I loaded it up recently, mostly to check to see if they’d added that feature. A Google search suggested they had, so I booted it up, patched, and hopped in. To my very great surprise, I’m having a surprising amount of fun with it, enough so that I want to put the brakes on playing until I have a chance to run around with Kodra and Thalen.

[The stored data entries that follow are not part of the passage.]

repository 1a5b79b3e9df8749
//! Built-in open-science scenario
//!
//! Wires a DAO treasury, a set of researchers, a public knowledge market,
//! a burner and a community member:
//!
//! ```text
//! dao_treasury --grant--> researcherN --grant--> public_market
//! public_market --fee--> dao_treasury
//! public_market --rest--> burner (percent_burn), member (1 - percent_burn)
//! member --periodic purchase--> public_market
//! ```
//!
//! Every flow is a transfer between registered agents, so the totals of
//! both units are fixed for the whole run.

use crate::agents::ResearcherTemplate;
use crate::core::time::{TimeManager, S_PER_DAY};
use crate::models::ledger::Unit;
use crate::models::proposal::ProposalTemplate;
use crate::models::state::SimulationState;
use crate::models::weights::{StrategyWeight, WeightSpec};
use crate::orchestrator::{
    AgentConfig, AgentKindConfig, SimulationConfig, SimulationError, StrategyParameters,
};
use serde::{Deserialize, Serialize};

pub const TREASURY: &str = "dao_treasury";
pub const MARKET: &str = "public_market";
pub const BURNER: &str = "burner";
pub const MEMBER: &str = "member";
pub const GENERATOR: &str = "researcher_generator";

/// Knobs for the built-in scenario
#[derive(Debug, Clone, PartialEq, Serialize, Deserialize)]
#[serde(default)]
pub struct ScenarioOptions {
    pub num_researchers: usize,
    pub max_ticks: usize,
    pub rng_seed: u64,
    pub ticks_between_proposals: usize,
    pub treasury_balance_b: i64,
    pub researcher_balance_b: i64,
    pub member_balance_b: i64,
    pub market_fee_percent: f64,
    /// Fixed proposal used by every researcher; random draws when `None`
    pub proposal: Option<ProposalTemplate>,
    /// Spawn an extra researcher every this many ticks when set
    pub spawn_interval_ticks: Option<usize>,
    pub max_spawns: usize,
}

impl Default for ScenarioOptions {
    fn default() -> Self {
        let params = StrategyParameters::default();
        Self {
            num_researchers: 2,
            max_ticks: params.max_ticks,
            rng_seed: params.rng_seed,
            ticks_between_proposals: params.ticks_between_proposals,
            treasury_balance_b: 1_000_000,
            researcher_balance_b: 10_000,
            member_balance_b: 10_000,
            market_fee_percent: 0.1,
            proposal: None,
            spawn_interval_ticks: None,
            max_spawns: 0,
        }
    }
}

fn fixed(name: &str, value: f64) -> (String, WeightSpec) {
    (name.to_string(), WeightSpec::Fixed { value })
}

fn param(name: &str, param: StrategyWeight) -> (String, WeightSpec) {
    (name.to_string(), WeightSpec::Param { param })
}

/// Configuration for the scenario, editable before building
pub fn open_science_config(options: &ScenarioOptions) -> SimulationConfig {
    let params = StrategyParameters {
        max_ticks: options.max_ticks,
        rng_seed: options.rng_seed,
        ticks_between_proposals: options.ticks_between_proposals,
        ..Default::default()
    };

    let researchers: Vec<String> = (0..options.num_researchers)
        .map(|i| format!("researcher{}", i))
        .collect();

    let mut agents = vec![AgentConfig {
        name: TREASURY.to_string(),
        balance_a: 0,
        balance_b: options.treasury_balance_b,
        kind: AgentKindConfig::Treasury {
            tracked_researchers: researchers.clone(),
            receiving_agents: vec![],
            fund_winner: true,
        },
    }];

    for name in &researchers {
        agents.push(AgentConfig {
            name: name.clone(),
            balance_a: 0,
            balance_b: options.researcher_balance_b,
            kind: AgentKindConfig::Researcher {
                evaluator: TREASURY.to_string(),
                receiving_agents: vec![fixed(MARKET, 1.0)],
                proposal: options.proposal.clone(),
            },
        });
    }

    agents.push(AgentConfig {
        name: MARKET.to_string(),
        balance_a: 0,
        balance_b: 0,
        kind: AgentKindConfig::Market {
            transaction_fee_percent: options.market_fee_percent,
            fee_receiving_agents: vec![fixed(TREASURY, 1.0)],
            receiving_agents: vec![
                param(BURNER, StrategyWeight::PercentBurn),
                param(MEMBER, StrategyWeight::PercentToMarket),
            ],
        },
    });
    agents.push(AgentConfig {
        name: BURNER.to_string(),
        balance_a: 0,
        balance_b: 0,
        kind: AgentKindConfig::Sink,
    });

    let ticks_per_week = TimeManager::new(params.seconds_per_tick).ticks_for(7 * S_PER_DAY);
    agents.push(AgentConfig {
        name: MEMBER.to_string(),
        balance_a: 0,
        balance_b: options.member_balance_b,
        kind: AgentKindConfig::Community {
            market: MARKET.to_string(),
            unit: Unit::B,
            purchase_amount: 1_000,
            purchase_interval_ticks: ticks_per_week,
        },
    });

    if let Some(interval_ticks) = options.spawn_interval_ticks {
        agents.push(AgentConfig {
            name: GENERATOR.to_string(),
            balance_a: 0,
            balance_b: options.researcher_balance_b * options.max_spawns as i64,
            kind: AgentKindConfig::Generator {
                evaluator: TREASURY.to_string(),
                interval_ticks,
                max_spawns: options.max_spawns,
                name_prefix: "researcher".to_string(),
                template: ResearcherTemplate {
                    endowment_a: 0,
                    endowment_b: options.researcher_balance_b,
                    receiving_agents: vec![fixed(MARKET, 1.0)],
                    proposal: options.proposal.clone(),
                },
            },
        });
    }

    SimulationConfig { params, agents }
}

/// Build the initial state for the scenario
pub fn open_science(options: &ScenarioOptions) -> Result<SimulationState, SimulationError> {
    open_science_config(options).build()
}
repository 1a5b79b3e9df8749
//! Community member agent
//!
//! Buys from a market on a fixed tick interval. A purchase it cannot
//! afford is simply skipped.

use crate::models::ledger::Unit;
use crate::models::state::SimulationState;
use crate::orchestrator::SimulationError;

#[derive(Debug, Clone)]
pub struct Community {
    market: String,
    unit: Unit,
    purchase_amount: i64,
    purchase_interval_ticks: usize,

    purchases: u32,
    total_spent: i64,
}

impl Community {
    pub fn new(
        market: impl Into<String>,
        unit: Unit,
        purchase_amount: i64,
        purchase_interval_ticks: usize,
    ) -> Result<Self, SimulationError> {
        if purchase_interval_ticks == 0 {
            return Err(SimulationError::InvalidConfig(
                "purchase_interval_ticks must be > 0".to_string(),
            ));
        }
        if purchase_amount < 0 {
            return Err(SimulationError::InvalidConfig(
                "purchase_amount must be non-negative".to_string(),
            ));
        }
        Ok(Self {
            market: market.into(),
            unit,
            purchase_amount,
            purchase_interval_ticks,
            purchases: 0,
            total_spent: 0,
        })
    }

    pub fn purchases(&self) -> u32 {
        self.purchases
    }

    pub fn total_spent(&self) -> i64 {
        self.total_spent
    }

    pub fn referenced_agents(&self) -> Vec<&str> {
        vec![self.market.as_str()]
    }

    pub fn step(&mut self, name: &str, state: &mut SimulationState) -> Result<(), SimulationError> {
        if state.tick() % self.purchase_interval_ticks != 0 || self.purchase_amount == 0 {
            return Ok(());
        }
        if state.balance(name, self.unit)? < self.purchase_amount {
            return Ok(());
        }
        state.transfer(name, &self.market, self.unit, self.purchase_amount)?;
        self.purchases += 1;
        self.total_spent += self.purchase_amount;
        Ok(())
    }
}
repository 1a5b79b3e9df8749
//! Core simulation primitives

pub mod time;
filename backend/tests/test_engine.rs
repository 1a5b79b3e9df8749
//! End-to-end engine tests over the built-in scenario

use funding_simulator_core_rs::core::time::{S_PER_DAY, S_PER_HOUR};
use funding_simulator_core_rs::kpi::{self, KpiSeries};
use funding_simulator_core_rs::orchestrator::{CsvSink, MemorySink, SimEngine, StatusColumn};
use funding_simulator_core_rs::scenario::{self, open_science, ScenarioOptions};
use funding_simulator_core_rs::{ProposalTemplate, SimulationState, Unit};
use proptest::prelude::*;

fn options(max_ticks: usize, seed: u64) -> ScenarioOptions {
    ScenarioOptions {
        max_ticks,
        rng_seed: seed,
        ticks_between_proposals: 24,
        ..Default::default()
    }
}

fn run(options: &ScenarioOptions) -> SimEngine<MemorySink> {
    let state = open_science(options).unwrap();
    let mut engine = SimEngine::new(state, MemorySink::new());
    engine.run().unwrap();
    engine
}

#[test]
fn test_run_halts_at_max_ticks() {
    let engine = run(&options(100, 42));
    let state = engine.state();

    assert_eq!(state.tick(), 100);
    for metric in kpi::RECORDED_KPIS {
        assert_eq!(state.kpis().series(metric).unwrap().len(), 101);
    }
}

#[test]
fn test_tick_advances_by_one_per_step() {
    let state = open_science(&options(10, 42)).unwrap();
    let mut engine = SimEngine::new(state, MemorySink::new());

    let mut ticks = vec![engine.state().tick()];
    while !engine.should_stop() {
        engine.take_step().unwrap();
        engine.state_mut().advance_tick();
        ticks.push(engine.state().tick());
    }
    assert_eq!(ticks, (0..=10).collect::<Vec<_>>());
}

#[test]
fn test_status_header_once_then_daily_rows() {
    let engine = run(&options(24 * 5, 42));
    let sink = engine.sink();

    assert_eq!(sink.headers.len(), 1);
    assert_eq!(
        &sink.headers[0][..7],
        &["Tick", "Second", "Min", "Hour", "Day", "Month", "Year"]
    );
    assert_eq!(sink.headers[0].len(), 7 + kpi::RECORDED_KPIS.len());

    let days: Vec<f64> = sink.rows.iter().map(|r| r.elapsed.days).collect();
    assert_eq!(days, vec![0.0, 1.0, 2.0, 3.0, 4.0, 5.0]);
    for row in &sink.rows {
        assert_eq!(row.elapsed.seconds as u64 % S_PER_DAY, 0);
    }
}

#[test]
fn test_custom_columns_in_csv() {
    let state = open_science(&options(48, 7)).unwrap();
    let columns = vec![StatusColumn::new("treasury_b", |s: &SimulationState| {
        s.balance(scenario::TREASURY, Unit::B).unwrap_or(0) as f64
    })];
    let mut engine = SimEngine::with_columns(state, CsvSink::new(Vec::new()), columns);
    let summary = engine.run().unwrap();
    assert_eq!(summary.status_rows, 3);

    let (_, sink) = engine.into_parts();
    let text = String::from_utf8(sink.into_inner()).unwrap();
    let lines: Vec<&str> = text.lines().collect();
    assert_eq!(lines.len(), 4);
    assert_eq!(
        lines[0],
        "Tick, Second, Min, Hour, Day, Month, Year, treasury_b"
    );
    assert!(lines[1].starts_with("0, 0, 0, 0, 0, 0, 0, "));
    assert!(lines[2].starts_with("24, 86400, 1440, 24, 1, "));
}

#[test]
fn test_scenario_conserves_both_units() {
    let state = open_science(&options(0, 42)).unwrap();
    let total_a = state.ledger().total(Unit::A);
    let total_b = state.ledger().total(Unit::B);

    let engine = run(&options(24 * 60, 42));
    let kpis = engine.state().kpis();
    for sample in kpis.series(kpi::TOTAL_BALANCE_A).unwrap().samples() {
        assert_eq!(*sample, total_a as f64);
    }
    for sample in kpis.series(kpi::TOTAL_BALANCE_B).unwrap().samples() {
        assert_eq!(*sample, total_b as f64);
    }

    // Grants actually flowed through the market
    let state = engine.state();
    assert!(state.treasury(scenario::TREASURY).unwrap().grants_paid() > 0);
    assert!(state.balance(scenario::BURNER, Unit::B).unwrap() > 0);
    let market = state.agent(scenario::MARKET).unwrap().as_market().unwrap();
    assert!(market.fees_collected(Unit::B) > 0);
    assert!(market.volume(Unit::B) > market.fees_collected(Unit::B));
}

#[test]
fn test_generator_spawns_tracked_researchers() {
    let options = ScenarioOptions {
        spawn_interval_ticks: Some(50),
        max_spawns: 2,
        ..options(200, 42)
    };
    let engine = run(&options);
    let state = engine.state();

    let researchers: Vec<&str> = state.researchers().map(|(name, _)| name).collect();
    assert_eq!(
        researchers,
        vec!["researcher0", "researcher1", "researcher2", "researcher3"]
    );
    assert_eq!(
        state.treasury(scenario::TREASURY).unwrap().tracked_researchers().len(),
        4
    );
    assert_eq!(state.events().events_of_type("ResearcherSpawned").len(), 2);

    let count = state.kpis().series(kpi::RESEARCHERS).unwrap();
    assert_eq!(count.get(49), Some(2.0));
    assert_eq!(count.get(50), Some(3.0));
    assert_eq!(count.get(200), Some(4.0));
}

#[test]
fn test_fixed_proposals_fund_the_cheapest() {
    let options = ScenarioOptions {
        proposal: Some(ProposalTemplate {
            grant_requested: 10_000,
            assets_generated: 2,
            num_researchers: 5,
            research_length_months: 10,
        }),
        ..options(24 * 10, 42)
    };
    let engine = run(&options);
    let state = engine.state();

    // Identical proposals: the first tracked researcher wins every round
    let r0 = state.researcher("researcher0").unwrap();
    let r1 = state.researcher("researcher1").unwrap();
    assert_eq!(r0.proposals_funded(), 10);
    assert_eq!(r1.proposals_funded(), 0);
    assert_eq!(
        state.kpis().latest(kpi::PROPOSALS_FUNDED).unwrap(),
        Some(10.0)
    );
}

#[test]
fn test_speculation_valuation_compounds() {
    let engine = run(&options(100, 42));
    let series = engine
        .state()
        .kpis()
        .series(kpi::SPECULATION_VALUATION)
        .unwrap();

    assert_eq!(series.get(0), Some(150e6));
    for pair in series.samples().windows(2) {
        assert!(pair[1] > pair[0]);
    }
}

#[test]
fn test_treasury_monthly_received() {
    let engine = run(&options(24 * 40, 42));
    let state = engine.state();
    let treasury = state.treasury(scenario::TREASURY).unwrap();

    assert_eq!(treasury.monthly_received(Unit::A, state), 0.0);
    assert!(treasury.monthly_received(Unit::B, state) > 0.0);
}

proptest! {
    #![proptest_config(ProptestConfig::with_cases(8))]

    #[test]
    fn property_deterministic_replay(seed in 1_u64..10_000, days in 1_usize..20) {
        let a = run(&options(24 * days, seed));
        let b = run(&options(24 * days, seed));

        for metric in kpi::RECORDED_KPIS {
            prop_assert_eq!(
                a.state().kpis().series(metric).unwrap(),
                b.state().kpis().series(metric).unwrap()
            );
        }
        prop_assert_eq!(
            a.state().kpis().digest().unwrap(),
            b.state().kpis().digest().unwrap()
        );
        prop_assert_eq!(a.state().events().events(), b.state().events().events());
    }

    #[test]
    fn property_window_longer_than_run_sums_from_start(
        samples in prop::collection::vec(0.0_f64..1_000.0, 1..200),
        extra_seconds in 0_u64..1_000_000,
    ) {
        let mut series = KpiSeries::new();
        for v in &samples {
            series.push(*v);
        }
        let now = samples.len() - 1;
        let window = now as u64 * S_PER_HOUR + extra_seconds;

        let sum: f64 = series.window(window, now, S_PER_HOUR).unwrap().iter().sum();
        let expected: f64 = samples.iter().sum();
        prop_assert!((sum - expected).abs() < 1e-6);
    }

    #[test]
    fn property_zero_window_is_current_sample(
        samples in prop::collection::vec(-1_000.0_f64..1_000.0, 1..200),
        pick in any::<prop::sample::Index>(),
    ) {
        let mut series = KpiSeries::new();
        for v in &samples {
            series.push(*v);
        }
        let now = pick.index(samples.len());
        prop_assert_eq!(series.window(0, now, S_PER_HOUR).unwrap(), &samples[now..=now]);
    }
}
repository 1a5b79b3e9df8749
//! Receiving-agent weight tables
//!
//! A routing agent splits outflows across recipients by weight. A weight is
//! either a fixed fraction or a strategy closure bound at construction and
//! evaluated against the current state every tick, so policies such as the
//! burn percentage can change over a run. The table itself is immutable
//! once built.

use crate::models::state::SimulationState;
use serde::{Deserialize, Serialize};
use std::fmt;
use std::sync::Arc;
use thiserror::Error;

#[derive(Debug, Error, Clone, PartialEq)]
pub enum WeightError {
    #[error("Weight for {recipient} must be within [0, 1], got {value}")]
    OutOfRange { recipient: String, value: f64 },
}

pub type WeightFn = Arc<dyn Fn(&SimulationState) -> f64 + Send + Sync>;

/// Fraction of an outflow routed to one recipient
#[derive(Clone)]
pub enum Weight {
    Fixed(f64),
    Dynamic(WeightFn),
}

impl Weight {
    pub fn dynamic<F>(f: F) -> Self
    where
        F: Fn(&SimulationState) -> f64 + Send + Sync + 'static,
    {
        Weight::Dynamic(Arc::new(f))
    }

    /// Current fraction, clamped to [0, 1]
    pub fn resolve(&self, state: &SimulationState) -> f64 {
        let value = match self {
            Weight::Fixed(v) => *v,
            Weight::Dynamic(f) => f(state),
        };
        if value.is_nan() {
            return 0.0;
        }
        value.clamp(0.0, 1.0)
    }
}

impl fmt::Debug for Weight {
    fn fmt(&self, f: &mut fmt::Formatter<'_>) -> fmt::Result {
        match self {
            Weight::Fixed(v) => write!(f, "Fixed({})", v),
            Weight::Dynamic(_) => write!(f, "Dynamic(..)"),
        }
    }
}

/// Ordered mapping from recipient name to weight
///
/// Weights need not sum to 1; the residual stays with the sender.
#[derive(Debug, Clone, Default)]
pub struct ReceivingAgents {
    entries: Vec<(String, Weight)>,
}

impl ReceivingAgents {
    pub fn new(entries: Vec<(String, Weight)>) -> Result<Self, WeightError> {
        for (recipient, weight) in &entries {
            if let Weight::Fixed(value) = weight {
                if !(0.0..=1.0).contains(value) {
                    return Err(WeightError::OutOfRange {
                        recipient: recipient.clone(),
                        value: *value,
                    });
                }
            }
        }
        Ok(Self { entries })
    }

    /// Convenience constructor for a table of fixed fractions
    pub fn fixed<S: Into<String>>(entries: Vec<(S, f64)>) -> Result<Self, WeightError> {
        Self::new(
            entries
                .into_iter()
                .map(|(name, w)| (name.into(), Weight::Fixed(w)))
                .collect(),
        )
    }

    pub fn iter(&self) -> impl Iterator<Item = (&str, &Weight)> {
        self.entries.iter().map(|(name, w)| (name.as_str(), w))
    }

    pub fn names(&self) -> impl Iterator<Item = &str> {
        self.entries.iter().map(|(name, _)| name.as_str())
    }

    pub fn is_empty(&self) -> bool {
        self.entries.is_empty()
    }

    /// Amount owed to each recipient out of `base`, as `floor(base * weight)`
    pub fn shares(&self, state: &SimulationState, base: i64) -> Vec<(String, i64)> {
        self.entries
            .iter()
            .map(|(name, weight)| {
                let share = (base as f64 * weight.resolve(state)).floor() as i64;
                (name.clone(), share.max(0))
            })
            .collect()
    }
}

/// Strategy parameters a weight can be bound to
#[derive(Debug, Clone, Copy, PartialEq, Eq, Serialize, Deserialize)]
#[serde(rename_all = "snake_case")]
pub enum StrategyWeight {
    PercentBurn,
    /// `1 - percent_burn`
    PercentToMarket,
    PercentDao,
    /// `1 - percent_dao`
    PercentToSellers,
    MarketplaceToll,
}

impl StrategyWeight {
    fn value(self, state: &SimulationState) -> f64 {
        let params = state.params();
        match self {
            StrategyWeight::PercentBurn => params.percent_burn,
            StrategyWeight::PercentToMarket => 1.0 - params.percent_burn,
            StrategyWeight::PercentDao => params.percent_dao,
            StrategyWeight::PercentToSellers => 1.0 - params.percent_dao,
            StrategyWeight::MarketplaceToll => params.marketplace_percent_toll,
        }
    }
}

/// Serializable description of a weight, resolved to a [`Weight`] at construction
#[derive(Debug, Clone, PartialEq, Serialize, Deserialize)]
#[serde(tag = "type", rename_all = "snake_case")]
pub enum WeightSpec {
    Fixed { value: f64 },
    Param { param: StrategyWeight },
    /// Linear interpolation from `from` at tick 0 to `to` at `over_ticks`,
    /// constant afterwards
    Ramp { from: f64, to: f64, over_ticks: usize },
}

impl WeightSpec {
    pub fn into_weight(self) -> Weight {
        match self {
            WeightSpec::Fixed { value } => Weight::Fixed(value),
            WeightSpec::Param { param } => Weight::dynamic(move |state| param.value(state)),
            WeightSpec::Ramp {
                from,
                to,
                over_ticks,
            } => Weight::dynamic(move |state| {
                if over_ticks == 0 {
                    return to;
                }
                let progress = (state.tick() as f64 / over_ticks as f64).min(1.0);
                from + (to - from) * progress
            }),
        }
    }
}

/// Build a receiving table from `(name, spec)` pairs
pub fn receiving_agents_from_specs(
    specs: &[(String, WeightSpec)],
) -> Result<ReceivingAgents, WeightError> {
    for (recipient, spec) in specs {
        let bounds = match spec {
            WeightSpec::Fixed { value } => vec![*value],
            WeightSpec::Ramp { from, to, .. } => vec![*from, *to],
            WeightSpec::Param { .. } => vec![],
        };
        if let Some(value) = bounds.into_iter().find(|v| !(0.0..=1.0).contains(v)) {
            return Err(WeightError::OutOfRange {
                recipient: recipient.clone(),
                value,
            });
        }
    }
    ReceivingAgents::new(
        specs
            .iter()
            .map(|(name, spec)| (name.clone(), spec.clone().into_weight()))
            .collect(),
    )
}

#[cfg(test)]
mod tests {
    use super::*;

    #[test]
    fn test_fixed_weight_out_of_range_rejected() {
        let err = ReceivingAgents::fixed(vec![("market", 1.5)]).unwrap_err();
        assert_eq!(
            err,
            WeightError::OutOfRange {
                recipient: "market".to_string(),
                value: 1.5
            }
        );
    }

    #[test]
    fn test_ramp_bounds_validated() {
        let specs = vec![(
            "burner".to_string(),
            WeightSpec::Ramp {
                from: 0.0,
                to: 2.0,
                over_ticks: 10,
            },
        )];
        assert!(receiving_agents_from_specs(&specs).is_err());
    }

    #[test]
    fn test_weight_spec_serde_shape() {
        let spec: WeightSpec =
            serde_json::from_str(r#"{"type":"param","param":"percent_burn"}"#).unwrap();
        assert_eq!(
            spec,
            WeightSpec::Param {
                param: StrategyWeight::PercentBurn
            }
        );
    }
}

There’s a nasty catch-22 I’ve noticed in MMOs over the past few years. The bar for content and systemic density is so high right now, and people so invested in their existing MMOs (or not playing any at all), that there’s essentially no hope for a new MMO to compete at the same level as existing games when it’s released. On day one, before there’s been any chance for anyone to hit the servers, for kinks and bugs to be worked out, and so on, most MMOs are pretty rocky. Our standards for “acceptable” rockiness have changed over the years, but so has our expectation for a new entry into the genre as well as the skill of the teams creating them. Put simply, we no longer have MMOs that brick your motherboard on day one, but we’re also no longer willing to tolerate that sort of thing, nor would that sort of thing happen in a modern MMO team.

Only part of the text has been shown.